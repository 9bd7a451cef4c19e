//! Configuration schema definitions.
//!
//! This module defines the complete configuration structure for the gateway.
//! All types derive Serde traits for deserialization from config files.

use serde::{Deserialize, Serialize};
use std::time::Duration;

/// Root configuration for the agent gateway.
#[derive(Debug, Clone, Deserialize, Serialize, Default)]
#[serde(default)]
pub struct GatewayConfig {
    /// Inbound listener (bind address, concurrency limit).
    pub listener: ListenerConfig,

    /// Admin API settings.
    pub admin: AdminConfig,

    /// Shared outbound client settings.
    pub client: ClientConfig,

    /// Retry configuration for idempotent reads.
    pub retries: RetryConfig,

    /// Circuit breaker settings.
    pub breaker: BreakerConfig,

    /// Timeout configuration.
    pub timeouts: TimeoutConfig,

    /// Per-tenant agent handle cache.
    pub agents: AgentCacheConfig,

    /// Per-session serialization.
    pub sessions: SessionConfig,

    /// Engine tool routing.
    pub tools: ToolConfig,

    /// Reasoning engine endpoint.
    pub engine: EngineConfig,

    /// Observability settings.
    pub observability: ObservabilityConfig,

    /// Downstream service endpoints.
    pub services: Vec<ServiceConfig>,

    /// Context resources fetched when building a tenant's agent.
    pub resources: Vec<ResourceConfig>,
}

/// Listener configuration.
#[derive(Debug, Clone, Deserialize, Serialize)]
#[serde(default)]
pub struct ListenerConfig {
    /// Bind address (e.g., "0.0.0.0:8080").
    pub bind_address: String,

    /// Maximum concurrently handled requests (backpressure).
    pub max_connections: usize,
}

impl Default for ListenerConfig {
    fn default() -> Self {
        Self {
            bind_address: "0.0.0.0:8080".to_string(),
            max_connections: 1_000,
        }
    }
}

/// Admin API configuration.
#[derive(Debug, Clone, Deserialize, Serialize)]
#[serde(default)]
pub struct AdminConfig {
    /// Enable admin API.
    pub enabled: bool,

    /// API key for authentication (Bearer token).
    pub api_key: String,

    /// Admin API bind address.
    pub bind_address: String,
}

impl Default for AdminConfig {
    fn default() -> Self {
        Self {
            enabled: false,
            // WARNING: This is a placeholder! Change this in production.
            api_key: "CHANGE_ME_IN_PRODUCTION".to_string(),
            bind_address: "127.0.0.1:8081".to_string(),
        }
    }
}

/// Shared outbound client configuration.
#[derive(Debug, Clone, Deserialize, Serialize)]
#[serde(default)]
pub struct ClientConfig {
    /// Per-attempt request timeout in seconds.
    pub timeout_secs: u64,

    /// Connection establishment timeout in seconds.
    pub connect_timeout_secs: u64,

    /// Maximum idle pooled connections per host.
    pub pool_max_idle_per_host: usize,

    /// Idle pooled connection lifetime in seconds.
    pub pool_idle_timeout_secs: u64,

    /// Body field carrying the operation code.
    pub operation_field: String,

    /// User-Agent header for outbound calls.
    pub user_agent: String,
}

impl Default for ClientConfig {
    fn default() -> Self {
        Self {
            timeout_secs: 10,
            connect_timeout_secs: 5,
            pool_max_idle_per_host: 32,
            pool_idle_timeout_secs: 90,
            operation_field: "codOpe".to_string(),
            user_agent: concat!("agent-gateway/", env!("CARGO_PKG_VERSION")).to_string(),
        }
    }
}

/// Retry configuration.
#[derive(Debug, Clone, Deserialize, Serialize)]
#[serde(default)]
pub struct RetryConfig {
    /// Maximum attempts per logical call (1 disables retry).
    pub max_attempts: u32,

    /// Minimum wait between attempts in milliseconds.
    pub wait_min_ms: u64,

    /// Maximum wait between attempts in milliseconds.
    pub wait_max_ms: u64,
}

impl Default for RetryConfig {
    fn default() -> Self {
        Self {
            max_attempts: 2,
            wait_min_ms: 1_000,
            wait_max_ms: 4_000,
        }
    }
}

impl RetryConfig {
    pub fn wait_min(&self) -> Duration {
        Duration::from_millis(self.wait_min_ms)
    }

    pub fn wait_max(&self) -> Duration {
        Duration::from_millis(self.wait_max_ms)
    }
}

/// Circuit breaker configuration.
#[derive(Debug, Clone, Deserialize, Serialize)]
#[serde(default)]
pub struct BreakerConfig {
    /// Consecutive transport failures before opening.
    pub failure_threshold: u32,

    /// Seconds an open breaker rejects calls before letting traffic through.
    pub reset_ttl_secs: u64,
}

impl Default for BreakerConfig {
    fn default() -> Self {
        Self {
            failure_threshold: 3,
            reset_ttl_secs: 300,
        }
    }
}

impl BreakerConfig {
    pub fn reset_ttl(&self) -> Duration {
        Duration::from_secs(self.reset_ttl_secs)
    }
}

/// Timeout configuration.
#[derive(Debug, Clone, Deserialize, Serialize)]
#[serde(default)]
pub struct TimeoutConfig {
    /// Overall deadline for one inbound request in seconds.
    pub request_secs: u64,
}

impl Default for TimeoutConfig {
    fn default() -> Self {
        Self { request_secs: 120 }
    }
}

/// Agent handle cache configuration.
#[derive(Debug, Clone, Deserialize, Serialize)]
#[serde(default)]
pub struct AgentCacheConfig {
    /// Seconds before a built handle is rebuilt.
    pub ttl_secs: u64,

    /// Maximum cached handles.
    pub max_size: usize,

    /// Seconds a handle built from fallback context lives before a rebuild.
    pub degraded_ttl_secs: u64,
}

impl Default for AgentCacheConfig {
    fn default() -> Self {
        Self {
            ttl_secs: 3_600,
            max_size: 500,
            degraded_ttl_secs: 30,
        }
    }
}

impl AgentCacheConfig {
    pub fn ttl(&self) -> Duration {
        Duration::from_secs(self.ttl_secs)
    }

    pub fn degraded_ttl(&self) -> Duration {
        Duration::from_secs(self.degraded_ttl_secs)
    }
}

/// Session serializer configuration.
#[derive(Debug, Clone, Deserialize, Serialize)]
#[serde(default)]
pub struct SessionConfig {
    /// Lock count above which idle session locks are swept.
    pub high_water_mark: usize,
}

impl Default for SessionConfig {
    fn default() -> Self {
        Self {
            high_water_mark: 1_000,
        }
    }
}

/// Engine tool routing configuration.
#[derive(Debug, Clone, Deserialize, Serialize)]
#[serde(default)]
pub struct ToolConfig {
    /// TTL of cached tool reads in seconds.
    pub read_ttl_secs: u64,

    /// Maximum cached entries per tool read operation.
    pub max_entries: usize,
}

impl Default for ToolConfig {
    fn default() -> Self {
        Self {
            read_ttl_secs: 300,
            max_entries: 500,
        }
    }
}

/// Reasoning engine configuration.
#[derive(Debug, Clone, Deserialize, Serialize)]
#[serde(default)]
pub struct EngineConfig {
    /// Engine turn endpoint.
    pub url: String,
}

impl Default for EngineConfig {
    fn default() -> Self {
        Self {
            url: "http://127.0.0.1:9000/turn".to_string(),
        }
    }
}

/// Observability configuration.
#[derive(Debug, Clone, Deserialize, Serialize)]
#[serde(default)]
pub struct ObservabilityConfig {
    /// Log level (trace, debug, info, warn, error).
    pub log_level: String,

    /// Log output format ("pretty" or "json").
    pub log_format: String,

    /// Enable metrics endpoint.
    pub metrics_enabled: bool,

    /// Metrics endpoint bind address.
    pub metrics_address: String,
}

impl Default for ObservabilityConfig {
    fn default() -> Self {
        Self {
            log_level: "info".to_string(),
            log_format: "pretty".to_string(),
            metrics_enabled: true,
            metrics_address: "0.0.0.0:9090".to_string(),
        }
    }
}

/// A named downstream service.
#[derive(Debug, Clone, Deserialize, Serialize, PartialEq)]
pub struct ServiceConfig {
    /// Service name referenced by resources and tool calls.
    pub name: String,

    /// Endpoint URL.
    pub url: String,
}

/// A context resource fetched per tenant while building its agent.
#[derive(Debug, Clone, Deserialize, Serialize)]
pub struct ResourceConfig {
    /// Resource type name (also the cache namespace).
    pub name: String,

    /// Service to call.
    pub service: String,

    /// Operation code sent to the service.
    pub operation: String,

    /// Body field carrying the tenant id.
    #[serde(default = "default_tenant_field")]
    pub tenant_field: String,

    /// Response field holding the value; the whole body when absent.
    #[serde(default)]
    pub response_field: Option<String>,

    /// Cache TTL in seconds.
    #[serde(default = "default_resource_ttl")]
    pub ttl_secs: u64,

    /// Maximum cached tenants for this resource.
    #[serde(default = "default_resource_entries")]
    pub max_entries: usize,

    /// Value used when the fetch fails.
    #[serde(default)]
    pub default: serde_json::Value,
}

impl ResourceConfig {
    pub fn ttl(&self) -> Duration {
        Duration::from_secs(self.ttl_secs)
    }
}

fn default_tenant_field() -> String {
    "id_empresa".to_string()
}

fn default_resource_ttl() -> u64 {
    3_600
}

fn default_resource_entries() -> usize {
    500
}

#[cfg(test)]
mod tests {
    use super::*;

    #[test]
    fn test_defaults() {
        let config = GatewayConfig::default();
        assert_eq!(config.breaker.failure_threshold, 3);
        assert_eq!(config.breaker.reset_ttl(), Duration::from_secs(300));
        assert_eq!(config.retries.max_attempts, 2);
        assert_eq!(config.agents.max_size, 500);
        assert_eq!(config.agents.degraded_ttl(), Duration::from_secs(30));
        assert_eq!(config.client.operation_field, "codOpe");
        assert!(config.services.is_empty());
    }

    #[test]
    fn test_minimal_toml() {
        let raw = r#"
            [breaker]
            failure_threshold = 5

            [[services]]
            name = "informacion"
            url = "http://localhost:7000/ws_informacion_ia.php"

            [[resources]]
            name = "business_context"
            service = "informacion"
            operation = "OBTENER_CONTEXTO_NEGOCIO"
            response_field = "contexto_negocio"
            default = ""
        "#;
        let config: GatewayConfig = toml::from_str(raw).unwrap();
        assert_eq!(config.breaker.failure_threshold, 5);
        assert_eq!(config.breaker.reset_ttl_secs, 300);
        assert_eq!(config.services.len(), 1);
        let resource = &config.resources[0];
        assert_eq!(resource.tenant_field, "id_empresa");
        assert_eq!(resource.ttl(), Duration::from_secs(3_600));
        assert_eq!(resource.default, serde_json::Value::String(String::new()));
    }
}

What you have to do:
Could you copy each line of the material that holds "BreakerConfig"?

Completed task:
    pub breaker: BreakerConfig,
pub struct BreakerConfig {
impl Default for BreakerConfig {
impl BreakerConfig {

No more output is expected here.